THE introduction of a new Regularisation Scheme for Undocumented Migrants will help address the skills shortage in the medical, hospitality and construction industry, according to a local accountant.
The proposed scheme, which is expected to be unveiled by the Department of Justice over the coming weeks, will give migrants unrestricted access to the labour market, and allow them to apply for citizenship later.
David Williams is urging Clare employers to encourage their employees to familiarise themselves and engage with this scheme to help reduce the growing number of vacancies across a number of sectors.
Of the 30 sectors analysed by the IrishJobs.ie Jobs Index in the third quarter of 2021, 24 posted quarterly increases in vacancy generation and 19 surpassed their pre-Covid rate.
In tourism, travel, and airlines, a sector severely impacted by the pandemic and lockdown, vacancies increased by plus 80% quarter-on-quarter and plus 3,607% year-on-year.
Vacancies in construction, architecture, and property rose plus 25% quarter-on-quarter and plus 178% year-on-year.
In addition to working on behalf of the Clare Immigrant Support Centre, Mr Williams of J Williams and Co statutory auditors and accountants, also represents employers who knowingly or unwittingly employ undocumented migrants.
Stating numerous undocumented Irish people are working in the United States of America, the Ennis accountant said we can’t be expecting the US administration to address their plight, if this isn’t reciprocated in Ireland.
Mr Williams pointed out the country has a shortage of general practitioners and nurses as well as vacancies in nursing homes, hospitality and the construction sector.
He said a Nigerian doctor who retired in Shannon still hasn’t been replaced due to a shortage of doctors.

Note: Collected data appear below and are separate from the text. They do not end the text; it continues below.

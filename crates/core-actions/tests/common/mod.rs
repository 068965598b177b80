// Each test binary uses a subset of these helpers.
#![allow(dead_code)]

use core_actions::{DispatchResult, EditorSession};
use core_events::{InputEvent, KeyCode, KeyModifiers, Shortcut};
use core_state::{Document, EditorState};
use core_text::RowIndex;

pub fn session(text: &str) -> EditorSession {
    session_with(text, 100, 50)
}

pub fn session_with(text: &str, chunk_size: usize, height: usize) -> EditorSession {
    EditorSession::new(EditorState::new(Document::from_text(text, chunk_size)), height)
}

/// Feed each char of `keys` as a printable keystroke.
pub fn type_keys(s: &mut EditorSession, keys: &str) {
    for c in keys.chars() {
        feed(s, InputEvent::Keystroke(c));
    }
}

pub fn press(s: &mut EditorSession, code: KeyCode) -> DispatchResult {
    feed(s, InputEvent::Shortcut(Shortcut::key(code)))
}

pub fn press_mod(s: &mut EditorSession, code: KeyCode, mods: KeyModifiers) -> DispatchResult {
    feed(s, InputEvent::Shortcut(Shortcut::new(code, mods)))
}

pub fn paste(s: &mut EditorSession, text: &str) -> DispatchResult {
    feed(s, InputEvent::Text(text.to_string()))
}

pub fn feed(s: &mut EditorSession, event: InputEvent) -> DispatchResult {
    let result = s.handle_input(&event).expect("input should not fail");
    assert_invariants(s);
    result
}

/// Cursor within the document, rows consistent with the buffer, chunk bound
/// respected.
pub fn assert_invariants(s: &EditorSession) {
    let doc = s.document();
    let rows = doc.rows();
    let pos = s.cursor();
    assert!(pos.row < rows.row_count(), "row {} out of {}", pos.row, rows.row_count());
    assert!(
        pos.column <= rows.row_len(pos.row),
        "column {} past row length {}",
        pos.column,
        rows.row_len(pos.row)
    );
    assert_eq!(rows, &RowIndex::rebuild(doc.buffer()), "row index drifted from buffer");
    let total: usize = rows.rows().iter().map(|r| r.len).sum();
    assert_eq!(total + rows.row_count() - 1, doc.len());
    let bound = doc.buffer().chunk_size();
    assert!(doc.buffer().chunk_lens().all(|l| l > 0 && l <= bound));
    let snap = s.snapshot();
    let max_offset = rows.row_count().saturating_sub(s.model().view().viewport.visible_height());
    assert!(snap.scroll_offset <= max_offset);
    assert!(s.model().view().viewport.contains(pos.row), "cursor row scrolled out of view");
}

The serious skills shortage, he said, has been exacerbated by the decision of migrants from the accession states to go home and remain in their native country because of the fear of not being able to travel during a Covid-19 lockdown.
“We will need foreign professionals to work in different sectors. A lot of private nursing homes are recruiting staff from India and the Philippines because they can’t get Irish staff.”
He said some employers assumed employees were legally in the country if they had a tax number, but this isn’t always the case, as their initial work permit may have expired.
Minister of State for Business, Employment and Retail, Damien English TD, has announced changes to the employment permits system for workers from outside the European Economic Area (EEA), following a comprehensive review by the Department of Enterprise, Trade and Employment.
Most construction sector jobs are now eligible for a general employment permit. The quota for HGV driver work permits will be removed.
Up to 350 general employment permits for hospitality managers have been approved.
Social workers are eligible for critical skills employment permit, while dispensing opticians are eligible for general employment permit.
New general employment permit quotas for 1,000 horticulture operatives, 500 meat deboners, 1500 meat processing operatives and 100 dairy farm assistants; with a strategic review of labour attraction and retention in the sector to follow.
The precise number of undocumented migrants in Clare remains unknown. However, Clare Immigrant Support Centre co-ordinator, Orla Ni Eili estimates it could run into hundreds out of the estimated 17,000 nationwide.
Ms Ni Eili described the new scheme as a fantastic opportunity for non-EU nationals, some of whom have been working in the county for 15 years, provided they fulfil the criteria to be regularised in Ireland.
Under the new scheme, which was due to be announced a few weeks ago until it was delayed, a single undocumented person will have to be resident and economically independent at least four years, they are of good character, while the time period drops to three years for a family with children.
“It is a wonderful opportunity to bring people in from the shadows. Many migrants have been living, working and contributing as valuable members of society but are terrified to be operating under the radar.
“People end up being undocumented for a myriad of reasons. They may have come to Ireland on a visa that has run out.
“Irish people have relations who are undocumented in the United States of America. It is a very vulnerable position for people to be in, particularly during the Covid-19 pandemic, when these people found themselves in terrible circumstances.
“They weren’t entitled to benefits, even though there was a good scheme provided by the Department of Social Protection for people who had no income. They were terrified about going for vaccination.
“When you are undocumented, the biggest background to your daily life is fear that you are going to get caught. The new scheme will give great security to children and families to legitimately build their lives here.
She pointed out some undocumented migrants who were working in the local economy had PPS numbers, while others had none.
Once the new scheme is rolled out, the Clare Immigrant Support Centre will help migrants to make their applications for inclusion.
When a migrant is regularised, it places the person on a stronger footing to apply for Irish citizenship after a few years.
The Clare Immigrant Support Centre was one of the organisations who engaged extensively with the Department of Justice to ensure the new scheme is as inclusive as possible.